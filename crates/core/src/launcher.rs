//! Decorator-style job registration: wrap a plain function as a
//! `Launcher`, then call `.submit(args)` on it instead of constructing a
//! `Job` by hand. Reads the engine to submit to from a scoped
//! `tokio::task_local!` value rather than a process-wide singleton, so
//! multiple engines can coexist in one process without colliding.

use std::future::Future;
use std::sync::Arc;

use tokio::task_local;

use crate::engine::Engine;
use crate::error::{EngineError, JobError};
use crate::job::{Job, JobCallable, JobKind, RetryPolicy};
use crate::value::{JobArgs, JobValue};

task_local! {
    static CURRENT_ENGINE: Engine;
}

/// Run `body` with `engine` as the "current engine" for any `Launcher::submit`
/// call made during its execution, including by tasks it spawns (task-local
/// values inherit into children spawned from within the scope).
pub async fn with_engine<F, Fut, T>(engine: Engine, body: F) -> T
where
    F: FnOnce() -> Fut,
    Fut: Future<Output = T>,
{
    CURRENT_ENGINE.scope(engine, body()).await
}

pub fn current_engine() -> Result<Engine, EngineError> {
    CURRENT_ENGINE.try_with(Clone::clone).map_err(|_| EngineError::NotRunning)
}

/// A decorated callable bound to a `JobKind`, ready to be submitted
/// against whatever engine is current when `submit` is called.
pub struct Launcher {
    kind: JobKind,
    callable: JobCallable,
    retry: RetryPolicy,
}

impl Launcher {
    pub fn new(kind: JobKind, callable: JobCallable) -> Self {
        Self {
            kind,
            callable,
            retry: RetryPolicy::default(),
        }
    }

    pub fn with_retry(mut self, retry: RetryPolicy) -> Self {
        self.retry = retry;
        self
    }

    /// Submit a job built from this launcher's callable to the current engine.
    pub fn submit(&self, args: JobArgs) -> Result<Job, EngineError> {
        let engine = current_engine()?;
        let job = Job::new(self.kind.clone(), self.callable.clone())
            .with_retry(self.retry)
            .with_args(args);
        Ok(engine.submit(job))
    }
}

/// Wraps a synchronous function as a `Local`-kind `Launcher`.
pub fn launcher<F>(f: F) -> Launcher
where
    F: Fn(JobArgs) -> Result<JobValue, JobError> + Send + Sync + 'static,
{
    Launcher::new(JobKind::Local, JobCallable::sync(f))
}

/// Wraps an async function as a `Local`-kind `Launcher`.
pub fn async_launcher<F, Fut>(f: F) -> Launcher
where
    F: Fn(JobArgs) -> Fut + Send + Sync + 'static,
    Fut: Future<Output = Result<JobValue, JobError>> + Send + 'static,
{
    Launcher::new(JobKind::Local, JobCallable::asynchronous(f))
}

/// Builds a `Process`-kind `Launcher` from a command-template closure,
/// for `SubprocessJob`s: `template` maps a job's arguments to the JSON
/// command descriptor the process backend expects.
pub fn subprocess_launcher<F>(template: F) -> Launcher
where
    F: Fn(&JobArgs) -> serde_json::Value + Send + Sync + 'static,
{
    let template = Arc::new(template);
    Launcher::new(
        JobKind::Process,
        JobCallable::sync(move |args| Ok(JobValue::Json(template(&args)))),
    )
}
·····
YOUR OBJECTIVE:
Each line in the data where the string "body" occurs should be identified and copied.

REPLY TO THE EXERCISE:
/// Run `body` with `engine` as the "current engine" for any `Launcher::submit`
pub async fn with_engine<F, Fut, T>(engine: Engine, body: F) -> T
    CURRENT_ENGINE.scope(engine, body()).await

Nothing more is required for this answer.